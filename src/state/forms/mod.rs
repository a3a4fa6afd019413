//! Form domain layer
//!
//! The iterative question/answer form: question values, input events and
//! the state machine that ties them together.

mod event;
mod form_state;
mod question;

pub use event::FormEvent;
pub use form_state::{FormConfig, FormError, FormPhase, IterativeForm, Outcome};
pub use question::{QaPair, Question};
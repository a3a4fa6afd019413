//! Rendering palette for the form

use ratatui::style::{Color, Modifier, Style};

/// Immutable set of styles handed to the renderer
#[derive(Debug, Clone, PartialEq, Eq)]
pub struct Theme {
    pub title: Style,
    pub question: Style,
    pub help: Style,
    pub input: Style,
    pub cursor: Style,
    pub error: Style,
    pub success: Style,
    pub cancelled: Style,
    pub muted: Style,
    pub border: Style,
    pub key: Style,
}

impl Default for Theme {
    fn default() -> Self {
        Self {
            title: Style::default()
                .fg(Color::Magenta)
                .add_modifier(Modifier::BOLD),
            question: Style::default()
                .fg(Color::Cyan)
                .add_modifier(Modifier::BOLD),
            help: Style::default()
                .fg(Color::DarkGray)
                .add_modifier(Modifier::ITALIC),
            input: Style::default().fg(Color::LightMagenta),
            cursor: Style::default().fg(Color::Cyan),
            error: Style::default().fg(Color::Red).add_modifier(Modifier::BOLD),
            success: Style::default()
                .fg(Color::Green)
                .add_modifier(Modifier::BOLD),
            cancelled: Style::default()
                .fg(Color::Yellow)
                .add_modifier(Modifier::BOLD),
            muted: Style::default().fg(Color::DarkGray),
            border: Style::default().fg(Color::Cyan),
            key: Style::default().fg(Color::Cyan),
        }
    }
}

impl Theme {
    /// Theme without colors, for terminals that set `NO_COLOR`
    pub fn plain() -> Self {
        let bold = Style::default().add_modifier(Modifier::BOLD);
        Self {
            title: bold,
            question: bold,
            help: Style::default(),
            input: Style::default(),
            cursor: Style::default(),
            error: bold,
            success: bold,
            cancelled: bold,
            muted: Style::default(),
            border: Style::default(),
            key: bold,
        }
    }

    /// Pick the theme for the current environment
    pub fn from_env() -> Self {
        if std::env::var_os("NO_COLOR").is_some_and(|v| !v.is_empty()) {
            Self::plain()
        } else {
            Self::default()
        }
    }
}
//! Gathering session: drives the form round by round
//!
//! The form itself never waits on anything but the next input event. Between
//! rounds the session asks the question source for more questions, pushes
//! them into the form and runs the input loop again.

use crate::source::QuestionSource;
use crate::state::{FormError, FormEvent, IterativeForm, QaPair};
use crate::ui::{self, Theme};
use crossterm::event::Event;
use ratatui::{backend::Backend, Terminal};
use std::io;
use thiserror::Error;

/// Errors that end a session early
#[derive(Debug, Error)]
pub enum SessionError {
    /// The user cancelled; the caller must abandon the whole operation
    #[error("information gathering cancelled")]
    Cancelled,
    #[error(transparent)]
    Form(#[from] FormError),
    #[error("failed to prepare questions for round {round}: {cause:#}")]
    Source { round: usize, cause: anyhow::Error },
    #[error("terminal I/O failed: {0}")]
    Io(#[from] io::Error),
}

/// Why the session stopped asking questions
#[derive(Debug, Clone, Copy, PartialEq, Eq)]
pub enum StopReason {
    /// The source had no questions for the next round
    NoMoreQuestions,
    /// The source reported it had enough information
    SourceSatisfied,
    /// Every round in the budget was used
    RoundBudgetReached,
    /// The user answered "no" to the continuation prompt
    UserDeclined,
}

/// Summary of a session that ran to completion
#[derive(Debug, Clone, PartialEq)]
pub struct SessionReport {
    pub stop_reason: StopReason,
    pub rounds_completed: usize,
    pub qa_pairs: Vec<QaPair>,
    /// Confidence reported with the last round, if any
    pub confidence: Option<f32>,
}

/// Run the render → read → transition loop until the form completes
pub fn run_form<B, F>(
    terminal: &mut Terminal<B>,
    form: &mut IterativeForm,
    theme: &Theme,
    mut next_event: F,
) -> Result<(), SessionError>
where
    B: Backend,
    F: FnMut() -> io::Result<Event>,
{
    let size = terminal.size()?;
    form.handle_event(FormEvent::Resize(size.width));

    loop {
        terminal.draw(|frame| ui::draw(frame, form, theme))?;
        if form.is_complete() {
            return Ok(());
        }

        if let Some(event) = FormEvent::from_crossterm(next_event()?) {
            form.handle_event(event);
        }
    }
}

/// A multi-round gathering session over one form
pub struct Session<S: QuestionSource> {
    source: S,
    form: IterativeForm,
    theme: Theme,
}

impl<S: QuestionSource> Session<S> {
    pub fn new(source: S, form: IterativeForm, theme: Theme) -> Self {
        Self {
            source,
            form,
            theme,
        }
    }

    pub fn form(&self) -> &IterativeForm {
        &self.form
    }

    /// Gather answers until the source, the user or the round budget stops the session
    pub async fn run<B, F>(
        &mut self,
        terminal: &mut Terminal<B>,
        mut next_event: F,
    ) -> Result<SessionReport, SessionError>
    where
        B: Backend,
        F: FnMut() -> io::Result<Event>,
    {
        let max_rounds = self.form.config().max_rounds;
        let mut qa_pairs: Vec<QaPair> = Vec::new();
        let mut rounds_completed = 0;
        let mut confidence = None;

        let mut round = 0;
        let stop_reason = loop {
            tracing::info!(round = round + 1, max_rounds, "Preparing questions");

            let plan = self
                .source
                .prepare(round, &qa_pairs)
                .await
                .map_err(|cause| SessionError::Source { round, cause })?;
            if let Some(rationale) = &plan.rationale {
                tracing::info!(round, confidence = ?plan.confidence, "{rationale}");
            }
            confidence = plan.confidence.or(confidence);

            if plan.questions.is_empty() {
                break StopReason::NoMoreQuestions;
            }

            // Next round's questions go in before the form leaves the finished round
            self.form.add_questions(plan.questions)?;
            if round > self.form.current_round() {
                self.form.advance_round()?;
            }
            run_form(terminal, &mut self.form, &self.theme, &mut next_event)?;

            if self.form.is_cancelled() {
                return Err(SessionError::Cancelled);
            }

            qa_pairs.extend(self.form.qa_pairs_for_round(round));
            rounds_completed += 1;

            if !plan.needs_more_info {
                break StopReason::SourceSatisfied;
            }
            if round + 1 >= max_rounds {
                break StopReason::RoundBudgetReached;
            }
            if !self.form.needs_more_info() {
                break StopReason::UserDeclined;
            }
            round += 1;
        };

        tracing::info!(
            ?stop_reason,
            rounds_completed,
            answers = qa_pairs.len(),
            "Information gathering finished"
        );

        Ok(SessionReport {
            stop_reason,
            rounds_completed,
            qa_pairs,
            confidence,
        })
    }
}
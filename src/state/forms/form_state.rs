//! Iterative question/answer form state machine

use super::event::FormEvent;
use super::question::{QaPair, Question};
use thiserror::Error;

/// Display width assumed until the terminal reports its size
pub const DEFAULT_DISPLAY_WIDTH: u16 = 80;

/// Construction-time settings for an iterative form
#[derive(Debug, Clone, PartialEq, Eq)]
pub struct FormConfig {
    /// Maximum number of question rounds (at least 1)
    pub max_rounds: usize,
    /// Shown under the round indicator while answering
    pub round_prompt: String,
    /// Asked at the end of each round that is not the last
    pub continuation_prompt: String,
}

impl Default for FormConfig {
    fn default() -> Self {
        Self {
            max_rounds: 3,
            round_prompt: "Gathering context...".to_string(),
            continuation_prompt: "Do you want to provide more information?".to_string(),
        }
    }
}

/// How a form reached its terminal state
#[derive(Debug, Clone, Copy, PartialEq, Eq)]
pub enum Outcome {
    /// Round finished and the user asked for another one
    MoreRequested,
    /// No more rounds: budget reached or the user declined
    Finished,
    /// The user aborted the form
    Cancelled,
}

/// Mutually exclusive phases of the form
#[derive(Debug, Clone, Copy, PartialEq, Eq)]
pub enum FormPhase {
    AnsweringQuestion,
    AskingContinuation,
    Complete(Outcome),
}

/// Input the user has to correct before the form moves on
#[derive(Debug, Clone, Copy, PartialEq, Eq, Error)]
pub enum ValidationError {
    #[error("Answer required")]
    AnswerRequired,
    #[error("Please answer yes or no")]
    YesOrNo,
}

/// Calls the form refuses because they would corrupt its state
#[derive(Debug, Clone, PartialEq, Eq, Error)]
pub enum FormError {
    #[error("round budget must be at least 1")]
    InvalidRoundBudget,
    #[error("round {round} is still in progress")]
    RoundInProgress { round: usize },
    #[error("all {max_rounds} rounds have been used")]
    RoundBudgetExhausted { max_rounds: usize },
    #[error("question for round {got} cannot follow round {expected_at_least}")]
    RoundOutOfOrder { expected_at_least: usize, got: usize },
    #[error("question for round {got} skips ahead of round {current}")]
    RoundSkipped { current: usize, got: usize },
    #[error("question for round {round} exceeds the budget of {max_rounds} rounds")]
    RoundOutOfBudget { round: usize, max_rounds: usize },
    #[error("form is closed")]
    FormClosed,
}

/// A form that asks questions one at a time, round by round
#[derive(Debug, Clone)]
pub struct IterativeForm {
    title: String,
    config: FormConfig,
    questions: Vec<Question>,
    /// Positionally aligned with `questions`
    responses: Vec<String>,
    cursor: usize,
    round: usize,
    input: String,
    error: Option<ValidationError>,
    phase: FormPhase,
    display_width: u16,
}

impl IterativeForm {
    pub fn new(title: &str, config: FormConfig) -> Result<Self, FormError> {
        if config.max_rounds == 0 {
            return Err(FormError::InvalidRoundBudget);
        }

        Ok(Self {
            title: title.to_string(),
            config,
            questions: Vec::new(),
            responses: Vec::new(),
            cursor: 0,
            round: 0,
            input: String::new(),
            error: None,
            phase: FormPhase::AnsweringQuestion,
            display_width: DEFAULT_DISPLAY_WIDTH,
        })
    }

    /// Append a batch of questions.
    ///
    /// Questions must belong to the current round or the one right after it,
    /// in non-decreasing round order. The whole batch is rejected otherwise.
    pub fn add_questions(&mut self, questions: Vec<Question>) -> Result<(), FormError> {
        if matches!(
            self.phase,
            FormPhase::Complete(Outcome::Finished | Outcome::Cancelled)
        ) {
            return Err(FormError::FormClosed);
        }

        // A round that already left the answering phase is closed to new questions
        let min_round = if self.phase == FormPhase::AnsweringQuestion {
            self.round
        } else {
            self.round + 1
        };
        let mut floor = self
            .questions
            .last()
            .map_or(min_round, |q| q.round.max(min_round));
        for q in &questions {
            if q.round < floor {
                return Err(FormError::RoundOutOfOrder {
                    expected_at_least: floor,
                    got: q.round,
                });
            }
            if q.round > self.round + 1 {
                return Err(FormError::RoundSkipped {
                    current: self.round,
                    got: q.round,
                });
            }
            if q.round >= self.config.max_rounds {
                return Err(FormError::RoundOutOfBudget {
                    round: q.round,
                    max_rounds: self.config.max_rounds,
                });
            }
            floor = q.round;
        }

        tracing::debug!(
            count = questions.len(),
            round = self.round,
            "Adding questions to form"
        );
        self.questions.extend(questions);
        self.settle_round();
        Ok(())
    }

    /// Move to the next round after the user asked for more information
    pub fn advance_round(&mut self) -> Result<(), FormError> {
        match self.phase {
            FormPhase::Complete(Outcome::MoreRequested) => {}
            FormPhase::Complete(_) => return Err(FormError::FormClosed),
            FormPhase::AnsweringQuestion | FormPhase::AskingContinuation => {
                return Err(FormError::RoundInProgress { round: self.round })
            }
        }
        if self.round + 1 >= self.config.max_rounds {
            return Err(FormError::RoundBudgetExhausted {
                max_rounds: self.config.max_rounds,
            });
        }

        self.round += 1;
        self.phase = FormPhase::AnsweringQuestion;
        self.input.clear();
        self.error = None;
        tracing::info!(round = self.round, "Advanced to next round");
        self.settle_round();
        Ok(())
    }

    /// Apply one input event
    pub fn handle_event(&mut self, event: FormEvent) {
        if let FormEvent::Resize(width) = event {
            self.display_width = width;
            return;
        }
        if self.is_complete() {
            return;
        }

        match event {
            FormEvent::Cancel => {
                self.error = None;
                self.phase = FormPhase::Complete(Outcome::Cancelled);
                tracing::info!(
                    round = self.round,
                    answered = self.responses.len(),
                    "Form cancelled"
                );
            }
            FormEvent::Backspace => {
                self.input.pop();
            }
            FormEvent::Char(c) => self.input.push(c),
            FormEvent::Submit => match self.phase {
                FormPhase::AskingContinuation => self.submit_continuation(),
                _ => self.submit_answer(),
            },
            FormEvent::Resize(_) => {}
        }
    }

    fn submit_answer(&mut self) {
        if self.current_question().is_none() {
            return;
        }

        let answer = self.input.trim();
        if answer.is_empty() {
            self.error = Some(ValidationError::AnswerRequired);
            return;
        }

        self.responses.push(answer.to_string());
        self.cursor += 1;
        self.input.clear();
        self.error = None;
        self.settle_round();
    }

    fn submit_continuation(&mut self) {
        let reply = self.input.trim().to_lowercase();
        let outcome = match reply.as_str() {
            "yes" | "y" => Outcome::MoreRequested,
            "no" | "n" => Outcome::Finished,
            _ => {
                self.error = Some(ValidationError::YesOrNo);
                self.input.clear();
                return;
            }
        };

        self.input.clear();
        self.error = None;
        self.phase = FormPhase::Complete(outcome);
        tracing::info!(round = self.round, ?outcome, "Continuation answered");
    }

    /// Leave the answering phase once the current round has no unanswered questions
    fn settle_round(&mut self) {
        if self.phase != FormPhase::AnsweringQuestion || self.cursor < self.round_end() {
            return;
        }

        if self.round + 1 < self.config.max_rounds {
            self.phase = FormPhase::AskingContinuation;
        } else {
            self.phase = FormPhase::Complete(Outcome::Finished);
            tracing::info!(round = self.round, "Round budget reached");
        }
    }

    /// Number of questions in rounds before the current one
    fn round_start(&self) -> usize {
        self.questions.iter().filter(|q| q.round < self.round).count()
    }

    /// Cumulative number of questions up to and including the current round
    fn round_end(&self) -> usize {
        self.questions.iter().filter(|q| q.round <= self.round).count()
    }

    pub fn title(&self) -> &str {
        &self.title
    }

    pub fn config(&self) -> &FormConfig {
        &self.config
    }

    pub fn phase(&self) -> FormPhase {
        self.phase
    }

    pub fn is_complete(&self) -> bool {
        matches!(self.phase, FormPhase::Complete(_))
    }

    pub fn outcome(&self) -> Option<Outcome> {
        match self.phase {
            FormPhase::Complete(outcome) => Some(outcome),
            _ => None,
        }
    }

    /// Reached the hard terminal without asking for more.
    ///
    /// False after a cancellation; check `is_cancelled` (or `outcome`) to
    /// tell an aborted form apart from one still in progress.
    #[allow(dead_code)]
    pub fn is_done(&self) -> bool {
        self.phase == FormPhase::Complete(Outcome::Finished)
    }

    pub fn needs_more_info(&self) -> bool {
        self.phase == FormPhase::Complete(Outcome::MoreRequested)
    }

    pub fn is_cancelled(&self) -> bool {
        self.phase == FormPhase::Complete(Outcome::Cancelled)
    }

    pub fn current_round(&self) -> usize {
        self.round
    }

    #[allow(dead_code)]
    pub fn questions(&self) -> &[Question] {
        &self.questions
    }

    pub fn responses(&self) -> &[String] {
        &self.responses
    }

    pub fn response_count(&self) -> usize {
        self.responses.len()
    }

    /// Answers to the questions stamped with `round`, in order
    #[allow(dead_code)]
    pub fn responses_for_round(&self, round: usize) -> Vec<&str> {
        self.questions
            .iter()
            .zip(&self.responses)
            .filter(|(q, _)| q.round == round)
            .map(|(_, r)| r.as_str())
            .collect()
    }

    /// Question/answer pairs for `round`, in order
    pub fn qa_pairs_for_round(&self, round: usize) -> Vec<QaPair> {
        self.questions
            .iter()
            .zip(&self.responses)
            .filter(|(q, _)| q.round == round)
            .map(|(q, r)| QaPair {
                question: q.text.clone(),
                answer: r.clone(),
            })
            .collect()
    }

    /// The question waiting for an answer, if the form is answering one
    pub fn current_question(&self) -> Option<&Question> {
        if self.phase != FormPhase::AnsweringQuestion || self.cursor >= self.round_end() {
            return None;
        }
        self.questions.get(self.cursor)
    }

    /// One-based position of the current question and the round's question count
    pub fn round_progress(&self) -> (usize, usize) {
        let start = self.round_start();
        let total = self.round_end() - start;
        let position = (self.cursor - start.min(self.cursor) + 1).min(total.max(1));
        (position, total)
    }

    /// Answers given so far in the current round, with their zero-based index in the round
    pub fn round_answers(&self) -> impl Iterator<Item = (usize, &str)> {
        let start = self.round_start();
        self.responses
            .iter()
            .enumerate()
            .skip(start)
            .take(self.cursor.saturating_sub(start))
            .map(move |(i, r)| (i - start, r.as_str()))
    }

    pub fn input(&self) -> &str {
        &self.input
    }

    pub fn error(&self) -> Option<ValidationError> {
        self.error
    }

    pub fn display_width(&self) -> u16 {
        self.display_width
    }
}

Work instruction: Each line from the start of the listing above through the line containing "pub use event::FormEvent;" should be copied exactly, please, with no other lines added.

Output below:
filename src/state/forms/mod.rs
repository a3a4fa6afd019413
//! Form domain layer
//!
//! The iterative question/answer form: question values, input events and
//! the state machine that ties them together.

mod event;
mod form_state;
mod question;

pub use event::FormEvent;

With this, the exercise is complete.